Kigozi Experito v Adida Kigundu & Sait Kisengerwa (Civil Appeal 35 of 2023) [2023] UGHC 189 (21 December 2023) | Ownership Disputes | Esheria

Kigozi Experito v Adida Kigundu & Sait Kisengerwa (Civil Appeal 35 of 2023) [2023] UGHC 189 (21 December 2023)

Full Case Text

# THE REPUBLIC OF UGANDA IN THE HIGH COURT OF UGANDA AT MUBENDE **CIVIL APPEAL NO.35 OF 2023** (ARISING FROM CIVIL SUIT NO. 081 OF 2020)

**KIGOZI EXPERITO**

APPELLANT

#### **VERSUS**

### 1. ADIDA KIGUNDU 2. SAIT KISEGERWA

#### **RESPONDENTS**

# **BEFORE: HON. JUSTICE MOSES KAZIBWE KAWUMI**

#### **JUDGMENT**

This Appeal arose from the Judgment of a Magistrate Grade 1 of Mityana delivered on June 13, 2023. The Appellant sought a declaration that he is the owner of the suit Kibanja located at Ddanya LC1, Busimbi Division, Mityana Municipality District (hereinafter referred to as "the suit land"), that the Respondents are trespassers on the suit land, an eviction order, a permanent injunction and costs of the suit.

#### **Background**

The Appellant claimed to have acquired the suit land on 13<sup>th</sup> March 1999 from Mpaka John and started utilising it immediately without any interference. That to his dismay, in the year 2020 the Respondents occupied the suit land which prompted him to try to stop them, but they instead threatened him with violence.
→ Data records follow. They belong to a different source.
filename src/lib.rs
uniffi::setup_scaffolding!();

pub mod api;
mod trace_init;
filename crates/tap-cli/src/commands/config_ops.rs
use std::fs;
use std::process;

macro_rules! die {
    ($result:expr, $($arg:tt)*) => {
        $result.unwrap_or_else(|e| {
            eprintln!($($arg)*, e);
            process::exit(1);
        })
    };
}

pub fn settings_export() {
    print!("{}", tap_core::settings::default_toml());
}

pub fn settings_validate(file: &str) {
    let content = die!(fs::read_to_string(file), "Error reading {file}: {}");
    let s = die!(
        tap_core::settings::parse_settings_toml(&content),
        "Error: {}"
    );
    let exit: Vec<String> = s.mouse_exit().iter().map(|p| p.to_string()).collect();
    println!(
        "OK: multitap.timeout_ms={}, multitap.loop_taps={}, maps.empty_slots={:?}, mouse.exit_sequence=[{}]",
        s.multitap.timeout_ms,
        s.multitap.loop_taps,
        s.maps.empty_slots,
        exit.join(", ")
    );
}

/// Settings from `file`, or the process-wide settings when none is given.
pub fn load_settings(file: Option<&str>) -> tap_core::settings::Settings {
    match file {
        Some(file) => {
            let content = die!(fs::read_to_string(file), "Error reading {file}: {}");
            die!(
                tap_core::settings::parse_settings_toml(&content),
                "Error: {}"
            )
        }
        None => tap_core::settings::settings().clone(),
    }
}
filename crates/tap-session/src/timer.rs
//! Cancellable one-shot timers.
//!
//! `ThreadScheduler` runs tasks on a single background thread; tasks run
//! serially in deadline order. `ManualScheduler` keeps a virtual clock that
//! only moves when told to, for tests and offline simulation.

use std::cmp::Ordering as CmpOrdering;
use std::collections::BinaryHeap;
use std::io;
use std::sync::atomic::{AtomicBool, AtomicU64, Ordering};
use std::sync::{mpsc, Arc, Mutex, PoisonError};
use std::thread;
use std::time::{Duration, Instant};

use tracing::{debug, trace};

pub type TimerTask = Box<dyn FnOnce() + Send + 'static>;

/// Handle to a scheduled task. Cancelling is idempotent and never blocks;
/// a task that is already running is not interrupted.
#[derive(Debug, Clone, Default)]
pub struct TimerHandle {
    cancelled: Arc<AtomicBool>,
}

impl TimerHandle {
    pub fn cancel(&self) {
        self.cancelled.store(true, Ordering::SeqCst);
    }

    pub fn is_cancelled(&self) -> bool {
        self.cancelled.load(Ordering::SeqCst)
    }
}

pub trait Scheduler: Send + Sync {
    /// Run `task` once after `delay` unless the returned handle is cancelled.
    fn schedule(&self, delay: Duration, task: TimerTask) -> TimerHandle;
}

// ---------------------------------------------------------------------------
// ThreadScheduler
// ---------------------------------------------------------------------------

struct Scheduled {
    deadline: Instant,
    seq: u64,
    handle: TimerHandle,
    task: TimerTask,
}

// BinaryHeap is a max-heap; order so the earliest deadline pops first.
impl Ord for Scheduled {
    fn cmp(&self, other: &Self) -> CmpOrdering {
        other
            .deadline
            .cmp(&self.deadline)
            .then_with(|| other.seq.cmp(&self.seq))
    }
}

impl PartialOrd for Scheduled {
    fn partial_cmp(&self, other: &Self) -> Option<CmpOrdering> {
        Some(self.cmp(other))
    }
}

impl PartialEq for Scheduled {
    fn eq(&self, other: &Self) -> bool {
        self.seq == other.seq
    }
}

impl Eq for Scheduled {}

/// Timer backed by one named worker thread. Dropping the scheduler stops the
/// thread; tasks still waiting are discarded.
pub struct ThreadScheduler {
    tx: mpsc::Sender<Scheduled>,
    seq: AtomicU64,
}

impl ThreadScheduler {
    pub fn new() -> io::Result<Self> {
        let (tx, rx) = mpsc::channel::<Scheduled>();
        thread::Builder::new()
            .name("tap-timer".into())
            .spawn(move || timer_worker(rx))?;
        Ok(Self {
            tx,
            seq: AtomicU64::new(0),
        })
    }
}

impl Scheduler for ThreadScheduler {
    fn schedule(&self, delay: Duration, task: TimerTask) -> TimerHandle {
        let handle = TimerHandle::default();
        let scheduled = Scheduled {
            deadline: Instant::now() + delay,
            seq: self.seq.fetch_add(1, Ordering::Relaxed),
            handle: handle.clone(),
            task,
        };
        if self.tx.send(scheduled).is_err() {
            debug!("timer thread gone, task dropped");
            handle.cancel();
        }
        handle
    }
}

fn timer_worker(rx: mpsc::Receiver<Scheduled>) {
    let mut heap: BinaryHeap<Scheduled> = BinaryHeap::new();
    loop {
        // Block for new work, or until the earliest deadline.
        let next = match heap.peek() {
            None => match rx.recv() {
                Ok(s) => Some(s),
                Err(_) => return,
            },
            Some(top) => {
                let wait = top.deadline.saturating_duration_since(Instant::now());
                match rx.recv_timeout(wait) {
                    Ok(s) => Some(s),
                    Err(mpsc::RecvTimeoutError::Timeout) => None,
                    Err(mpsc::RecvTimeoutError::Disconnected) => return,
                }
            }
        };
        if let Some(s) = next {
            heap.push(s);
        }

        let now = Instant::now();
        while heap.peek().is_some_and(|top| top.deadline <= now) {
            let Some(due) = heap.pop() else { break };
            if due.handle.is_cancelled() {
                trace!(seq = due.seq, "skipping cancelled timer");
                continue;
            }
            (due.task)();
        }
        heap.retain(|s| !s.handle.is_cancelled());
    }
}

// ---------------------------------------------------------------------------
// ManualScheduler
// ---------------------------------------------------------------------------

struct ManualEntry {
    due: Duration,
    seq: u64,
    handle: TimerHandle,
    task: TimerTask,
}

#[derive(Default)]
struct ManualQueue {
    now: Duration,
    next_seq: u64,
    entries: Vec<ManualEntry>,
}

/// Scheduler on a virtual clock. Nothing fires until [`advance`] or
/// [`fire_all`] is called.
///
/// [`advance`]: ManualScheduler::advance
/// [`fire_all`]: ManualScheduler::fire_all
#[derive(Default)]
pub struct ManualScheduler {
    queue: Mutex<ManualQueue>,
}

impl ManualScheduler {
    pub fn new() -> Self {
        Self::default()
    }

    /// Virtual time elapsed since creation.
    pub fn now(&self) -> Duration {
        self.lock().now
    }

    /// Number of scheduled tasks that are not cancelled.
    pub fn pending(&self) -> usize {
        self.lock()
            .entries
            .iter()
            .filter(|e| !e.handle.is_cancelled())
            .count()
    }

    /// Move the clock forward and run every task that becomes due, in
    /// deadline order. Tasks scheduled by a running task fire too if they
    /// fall within the window. Returns how many tasks ran.
    pub fn advance(&self, by: Duration) -> usize {
        let target = self.lock().now + by;
        let mut fired = 0;
        while let Some(entry) = self.pop_due(target) {
            (entry.task)();
            fired += 1;
        }
        self.lock().now = target;
        fired
    }

    /// Run every pending task, however far in the future.
    pub fn fire_all(&self) -> usize {
        let mut fired = 0;
        while let Some(entry) = self.pop_due(Duration::MAX) {
            (entry.task)();
            fired += 1;
        }
        fired
    }

    // The queue lock is released before the task runs, since tasks usually
    // schedule again.
    fn pop_due(&self, limit: Duration) -> Option<ManualEntry> {
        let mut queue = self.lock();
        queue.entries.retain(|e| !e.handle.is_cancelled());
        let idx = queue
            .entries
            .iter()
            .enumerate()
            .filter(|(_, e)| e.due <= limit)
            .min_by_key(|(_, e)| (e.due, e.seq))
            .map(|(i, _)| i)?;
        let entry = queue.entries.swap_remove(idx);
        if entry.due > queue.now {
            queue.now = entry.due;
        }
        Some(entry)
    }

    fn lock(&self) -> std::sync::MutexGuard<'_, ManualQueue> {
        self.queue.lock().unwrap_or_else(PoisonError::into_inner)
    }
}

impl Scheduler for ManualScheduler {
    fn schedule(&self, delay: Duration, task: TimerTask) -> TimerHandle {
        let handle = TimerHandle::default();
        let mut queue = self.lock();
        let seq = queue.next_seq;
        queue.next_seq += 1;
        let due = queue.now.saturating_add(delay);
        queue.entries.push(ManualEntry {
            due,
            seq,
            handle: handle.clone(),
            task,
        });
        handle
    }
}

#[cfg(test)]
mod tests {
    use super::*;
    use std::sync::mpsc::channel;

    fn counter() -> (Arc<AtomicU64>, impl Fn() -> TimerTask) {
        let count = Arc::new(AtomicU64::new(0));
        let c = Arc::clone(&count);
        let make = move || -> TimerTask {
            let c = Arc::clone(&c);
            Box::new(move || {
                c.fetch_add(1, Ordering::SeqCst);
            })
        };
        (count, make)
    }

    #[test]
    fn manual_fires_only_when_due() {
        let sched = ManualScheduler::new();
        let (count, task) = counter();
        sched.schedule(Duration::from_millis(300), task());
        assert_eq!(sched.advance(Duration::from_millis(299)), 0);
        assert_eq!(sched.pending(), 1);
        assert_eq!(sched.advance(Duration::from_millis(1)), 1);
        assert_eq!(count.load(Ordering::SeqCst), 1);
        assert_eq!(sched.pending(), 0);
        assert_eq!(sched.now(), Duration::from_millis(300));
    }

    #[test]
    fn manual_cancel_is_idempotent() {
        let sched = ManualScheduler::new();
        let (count, task) = counter();
        let handle = sched.schedule(Duration::from_millis(10), task());
        handle.cancel();
        handle.cancel();
        assert!(handle.is_cancelled());
        assert_eq!(sched.fire_all(), 0);
        assert_eq!(count.load(Ordering::SeqCst), 0);
    }

    #[test]
    fn manual_runs_in_deadline_order() {
        let sched = ManualScheduler::new();
        let order = Arc::new(Mutex::new(Vec::new()));
        for (delay, label) in [(30, "c"), (10, "a"), (20, "b")] {
            let order = Arc::clone(&order);
            sched.schedule(
                Duration::from_millis(delay),
                Box::new(move || order.lock().unwrap().push(label)),
            );
        }
        assert_eq!(sched.fire_all(), 3);
        assert_eq!(*order.lock().unwrap(), vec!["a", "b", "c"]);
    }

    #[test]
    fn manual_task_may_reschedule() {
        let sched = Arc::new(ManualScheduler::new());
        let (count, task) = counter();
        let inner = Arc::clone(&sched);
        let follow_up = task();
        sched.schedule(
            Duration::from_millis(10),
            Box::new(move || {
                inner.schedule(Duration::from_millis(10), follow_up);
            }),
        );
        assert_eq!(sched.advance(Duration::from_millis(15)), 1);
        assert_eq!(count.load(Ordering::SeqCst), 0);
        assert_eq!(sched.advance(Duration::from_millis(5)), 1);
        assert_eq!(count.load(Ordering::SeqCst), 1);
    }

    #[test]
    fn thread_scheduler_fires() {
        let sched = ThreadScheduler::new().unwrap();
        let (tx, rx) = channel();
        sched.schedule(
            Duration::from_millis(5),
            Box::new(move || {
                let _ = tx.send(());
            }),
        );
        rx.recv_timeout(Duration::from_secs(2)).unwrap();
    }

    #[test]
    fn thread_scheduler_skips_cancelled() {
        let sched = ThreadScheduler::new().unwrap();
        let (tx, rx) = channel();
        let tx2 = tx.clone();
        let handle = sched.schedule(
            Duration::from_millis(50),
            Box::new(move || {
                let _ = tx.send("cancelled");
            }),
        );
        handle.cancel();
        sched.schedule(
            Duration::from_millis(80),
            Box::new(move || {
                let _ = tx2.send("kept");
            }),
        );
        assert_eq!(rx.recv_timeout(Duration::from_secs(2)).unwrap(), "kept");
        assert!(rx.try_recv().is_err());
    }
}
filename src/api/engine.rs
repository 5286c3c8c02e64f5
use std::collections::HashMap;
use std::path::Path;
use std::sync::atomic::{AtomicU64, Ordering};
use std::sync::{Arc, Mutex};

use tap_core::modifiers::ObserverId;
use tap_core::pattern;
use tap_core::settings::settings;
use tap_core::table::{LoadError, MapBuilder, TableError};
use tap_session::{DecisionObserver, TapController};
use tracing::debug;

use super::callbacks::{DecisionBridge, DeviceBridge, KeyBridge, ModifierBridge};
use super::{
    TapDecisionObserver, TapDeviceControl, TapError, TapKeyReceiver, TapModifierObserver,
    TapModifiers,
};

fn load_error(e: LoadError) -> TapError {
    match e {
        LoadError::Io { .. } => TapError::Io { msg: e.to_string() },
        LoadError::InvalidSlotKey(_) | LoadError::Table(_) => {
            TapError::InvalidData { msg: e.to_string() }
        }
    }
}

#[derive(uniffi::Object)]
pub struct TapEngine {
    controller: TapController,
    subscriptions: Mutex<HashMap<u64, ObserverId>>,
    next_subscription: AtomicU64,
}

#[uniffi::export]
impl TapEngine {
    /// Load the bundled maps, overlay `user_map_dir` if given, and start a
    /// controller configured from the current settings.
    #[uniffi::constructor]
    fn new(
        user_map_dir: Option<String>,
        keys: Arc<dyn TapKeyReceiver>,
        device: Arc<dyn TapDeviceControl>,
        observer: Option<Arc<dyn TapDecisionObserver>>,
    ) -> Result<Arc<Self>, TapError> {
        let settings = settings();
        let mut builder = MapBuilder::with_builtins(settings.maps.empty_slots);
        if let Some(dir) = &user_map_dir {
            let added = builder.add_dir(Path::new(dir)).map_err(load_error)?;
            debug!(dir = %dir, added, "user maps loaded");
        }
        let maps = builder.build().map_err(load_error)?;

        let mut controller = TapController::builder(
            Arc::new(maps),
            Arc::new(KeyBridge(keys)),
            Arc::new(DeviceBridge(device)),
        )
        .settings(settings);
        if let Some(observer) = observer {
            let bridge: Arc<dyn DecisionObserver> = Arc::new(DecisionBridge(observer));
            controller = controller.observer(bridge);
        }
        let controller = controller
            .build()
            .map_err(|e| TapError::Internal { msg: e.to_string() })?;

        Ok(Arc::new(Self {
            controller,
            subscriptions: Mutex::new(HashMap::new()),
            next_subscription: AtomicU64::new(0),
        }))
    }

    /// Feed one raw tap from the device SDK. Values outside 1-31 are ignored.
    fn on_tap_input(&self, tap: u8) {
        self.controller.on_tap_input(u32::from(tap));
    }

    /// Complete a pending multi-tap sequence now.
    fn flush(&self) {
        self.controller.flush();
    }

    fn switch_map(&self, name: String) -> Result<(), TapError> {
        self.controller
            .maps()
            .switch_to(&name)
            .map_err(|e: TableError| TapError::InvalidData { msg: e.to_string() })
    }

    fn active_map(&self) -> String {
        self.controller.maps().active_name()
    }

    fn map_names(&self) -> Vec<String> {
        self.controller.maps().map_names()
    }

    /// Command lists bound to a pattern string in the active map, by tap count.
    fn commands_for(&self, pattern: String) -> Result<Vec<Vec<String>>, TapError> {
        let p = pattern::decode(&pattern)
            .map_err(|e| TapError::InvalidData { msg: e.to_string() })?;
        Ok(self.controller.maps().lookup(p))
    }

    fn modifiers(&self) -> TapModifiers {
        self.controller.modifiers().snapshot().into()
    }

    fn reset_modifiers(&self) {
        self.controller.modifiers().reset();
    }

    /// Returns a handle for `unsubscribe_modifiers`.
    fn subscribe_modifiers(&self, observer: Arc<dyn TapModifierObserver>) -> u64 {
        let id = self
            .controller
            .modifiers()
            .subscribe(Arc::new(ModifierBridge(observer)));
        let handle = self.next_subscription.fetch_add(1, Ordering::Relaxed);
        self.subscriptions
            .lock()
            .unwrap_or_else(|e| e.into_inner())
            .insert(handle, id);
        handle
    }

    fn unsubscribe_modifiers(&self, handle: u64) -> bool {
        let id = self
            .subscriptions
            .lock()
            .unwrap_or_else(|e| e.into_inner())
            .remove(&handle);
        match id {
            Some(id) => self.controller.modifiers().unsubscribe(id),
            None => false,
        }
    }

    /// Swallow every tap until `sequence` (pattern strings) is tapped in order.
    fn ignore_input_until(&self, sequence: Vec<String>) -> Result<(), TapError> {
        self.controller
            .ignore_input_until_str(&sequence)
            .map_err(|e| TapError::InvalidData { msg: e.to_string() })
    }

    fn is_locked(&self) -> bool {
        self.controller.is_locked()
    }

    fn is_mouse_mode(&self) -> bool {
        self.controller.is_mouse_mode()
    }

    fn end_mouse_mode(&self) {
        self.controller.end_mouse_mode();
    }
}

#[cfg(test)]
mod tests {
    use std::sync::Mutex;

    use super::*;
    use crate::api::{TapDecision, TapDecisionKind, TapKeyEvent};

    #[derive(Default)]
    struct Keys(Mutex<Vec<TapKeyEvent>>);

    impl TapKeyReceiver for Keys {
        fn on_key_event(&self, event: TapKeyEvent) {
            self.0.lock().unwrap().push(event);
        }
    }

    #[derive(Default)]
    struct Device(Mutex<Vec<bool>>);

    impl TapDeviceControl for Device {
        fn start_mouse_mode(&self) {
            self.0.lock().unwrap().push(true);
        }

        fn end_mouse_mode(&self) {
            self.0.lock().unwrap().push(false);
        }
    }

    #[derive(Default)]
    struct Decisions(Mutex<Vec<TapDecision>>);

    impl TapDecisionObserver for Decisions {
        fn on_decision(&self, decision: TapDecision) {
            self.0.lock().unwrap().push(decision);
        }
    }

    #[derive(Default)]
    struct Mods(Mutex<Vec<TapModifiers>>);

    impl TapModifierObserver for Mods {
        fn on_modifiers_changed(&self, modifiers: TapModifiers) {
            self.0.lock().unwrap().push(modifiers);
        }
    }

    fn engine(dir: Option<String>) -> (Arc<TapEngine>, Arc<Keys>, Arc<Device>, Arc<Decisions>) {
        let keys = Arc::new(Keys::default());
        let device = Arc::new(Device::default());
        let decisions = Arc::new(Decisions::default());
        let engine = TapEngine::new(
            dir,
            Arc::clone(&keys) as Arc<dyn TapKeyReceiver>,
            Arc::clone(&device) as Arc<dyn TapDeviceControl>,
            Some(Arc::clone(&decisions) as Arc<dyn TapDecisionObserver>),
        )
        .unwrap();
        (engine, keys, device, decisions)
    }

    #[test]
    fn bundled_maps_are_loaded() {
        let (engine, ..) = engine(None);
        assert_eq!(engine.active_map(), "DEFAULT");
        let mut names = engine.map_names();
        names.sort();
        assert_eq!(names, vec!["DEFAULT", "SHIFTMAP", "SWITCHMAP"]);
        let lists = engine.commands_for("10000".into()).unwrap();
        assert_eq!(lists[0], vec!["a".to_string()]);
        assert!(engine.commands_for("00000".into()).is_err());
    }

    #[test]
    fn single_alternative_types_immediately() {
        let dir = tempfile::tempdir().unwrap();
        std::fs::write(dir.path().join("DEFAULT_1.csv"), "00011,z\n").unwrap();
        let (engine, keys, _, decisions) = engine(Some(dir.path().display().to_string()));

        // the user file replaces the bundled DEFAULT_1; DEFAULT_2 and
        // DEFAULT_3 bind nothing to 00011
        engine.on_tap_input(0b11000);
        let d = decisions.0.lock().unwrap().clone();
        assert_eq!(d.len(), 1);
        assert_eq!(d[0].kind, TapDecisionKind::Immediate);
        assert_eq!(d[0].pattern, "00011");
        assert_eq!(d[0].executable, vec!["z".to_string()]);
        let events = keys.0.lock().unwrap().clone();
        assert_eq!(events.len(), 2);
        assert_eq!(events[0].action, 0);
        assert_eq!(events[1].action, 1);
    }

    #[test]
    fn invalid_tap_is_ignored() {
        let (engine, keys, _, decisions) = engine(None);
        engine.on_tap_input(0);
        engine.on_tap_input(200);
        assert!(keys.0.lock().unwrap().is_empty());
        assert!(decisions.0.lock().unwrap().is_empty());
    }

    #[test]
    fn switch_map_validates_name() {
        let (engine, ..) = engine(None);
        engine.switch_map("SWITCHMAP".into()).unwrap();
        assert_eq!(engine.active_map(), "SWITCHMAP");
        assert!(matches!(
            engine.switch_map("NOPE".into()),
            Err(TapError::InvalidData { .. })
        ));
        assert_eq!(engine.active_map(), "SWITCHMAP");
    }

    #[test]
    fn ignore_input_until_locks() {
        let (engine, keys, device, _) = engine(None);
        assert!(engine.ignore_input_until(vec!["2".into()]).is_err());
        engine.ignore_input_until(vec!["11111".into()]).unwrap();
        assert!(engine.is_locked());
        engine.on_tap_input(1);
        assert!(keys.0.lock().unwrap().is_empty());
        engine.on_tap_input(31);
        assert!(!engine.is_locked());
        assert!(!engine.is_mouse_mode());
        assert!(device.0.lock().unwrap().is_empty());
    }

    #[test]
    fn modifier_subscription() {
        let (engine, ..) = engine(None);
        let mods = Arc::new(Mods::default());
        let handle =
            engine.subscribe_modifiers(Arc::clone(&mods) as Arc<dyn TapModifierObserver>);
        engine.controller.modifiers().activate(1, true);
        assert_eq!(
            engine.modifiers(),
            TapModifiers {
                bits: 1,
                use_once: true
            }
        );
        engine.reset_modifiers();
        assert_eq!(mods.0.lock().unwrap().len(), 2);

        assert!(engine.unsubscribe_modifiers(handle));
        assert!(!engine.unsubscribe_modifiers(handle));
        engine.controller.modifiers().activate(1, false);
        assert_eq!(mods.0.lock().unwrap().len(), 2);
    }

    #[test]
    fn missing_user_dir_is_not_an_error() {
        let (engine, ..) = engine(Some("/nonexistent/tap-maps".into()));
        assert_eq!(engine.active_map(), "DEFAULT");
    }
}
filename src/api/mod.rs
//! UniFFI export layer: Kotlin bindings for the tap engine.
//!
//! Each public type here maps to a generated Kotlin class, data class,
//! enum or interface.

mod callbacks;
mod engine;
mod types;

pub use callbacks::{TapDecisionObserver, TapDeviceControl, TapKeyReceiver, TapModifierObserver};
pub use engine::TapEngine;
pub use types::{TapDecision, TapDecisionKind, TapError, TapKeyEvent, TapModifiers};

use std::path::Path;

use tap_core::pattern::{self, TapPattern};

// ---------------------------------------------------------------------------
// Top-level functions
// ---------------------------------------------------------------------------

#[uniffi::export]
fn engine_version() -> String {
    env!("CARGO_PKG_VERSION").to_string()
}

/// Thumb-first string for a pattern value in 1-31.
#[uniffi::export]
fn pattern_encode(value: u8) -> Result<String, TapError> {
    let p = TapPattern::new(value).map_err(|e| TapError::InvalidData { msg: e.to_string() })?;
    Ok(pattern::encode(p))
}

#[uniffi::export]
fn pattern_decode(text: String) -> Result<u8, TapError> {
    pattern::decode(&text)
        .map(TapPattern::bits)
        .map_err(|e| TapError::InvalidData { msg: e.to_string() })
}

#[uniffi::export]
fn settings_load_config(path: String) -> Result<(), TapError> {
    let content = std::fs::read_to_string(&path).map_err(|e| TapError::Io {
        msg: format!("{path}: {e}"),
    })?;
    tap_core::settings::init_custom(content)
        .map_err(|e| TapError::InvalidData { msg: e.to_string() })?;
    Ok(())
}

#[uniffi::export]
fn settings_default_config() -> String {
    tap_core::settings::DEFAULT_SETTINGS_TOML.to_string()
}

#[uniffi::export]
fn trace_init(log_dir: String) {
    crate::trace_init::init_tracing(Path::new(&log_dir));
}

#[cfg(test)]
mod tests {
    use super::*;

    #[test]
    fn pattern_codec() {
        assert_eq!(pattern_encode(22).unwrap(), "01101");
        assert_eq!(pattern_decode("01101".into()).unwrap(), 22);
        assert!(pattern_encode(0).is_err());
        assert!(pattern_encode(32).is_err());
        assert!(matches!(
            pattern_decode("0110x".into()),
            Err(TapError::InvalidData { .. })
        ));
    }

    #[test]
    fn default_config_is_bundled_toml() {
        let toml = settings_default_config();
        assert!(toml.contains("[multitap]"));
        assert!(tap_core::settings::parse_settings_toml(&toml).is_ok());
    }

    #[test]
    fn load_config_reports_missing_file() {
        assert!(matches!(
            settings_load_config("/nonexistent/tapkey.toml".into()),
            Err(TapError::Io { .. })
        ));
    }
}
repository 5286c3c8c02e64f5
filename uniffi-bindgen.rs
fn main() {
    uniffi::uniffi_bindgen_main()
}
He further averred that upon reporting to the relevant authorities, the Respondents were charged with threatening violence but due to the Respondents continued unlawful interference with his possession, he sought the intervention of Court through the suit.

On the other hand, the Respondents through their joint written statement of defence denied trespass and put up a defence of claim of right in the suit land having obtained ownership from their father Muhammed Musoke Lukwago.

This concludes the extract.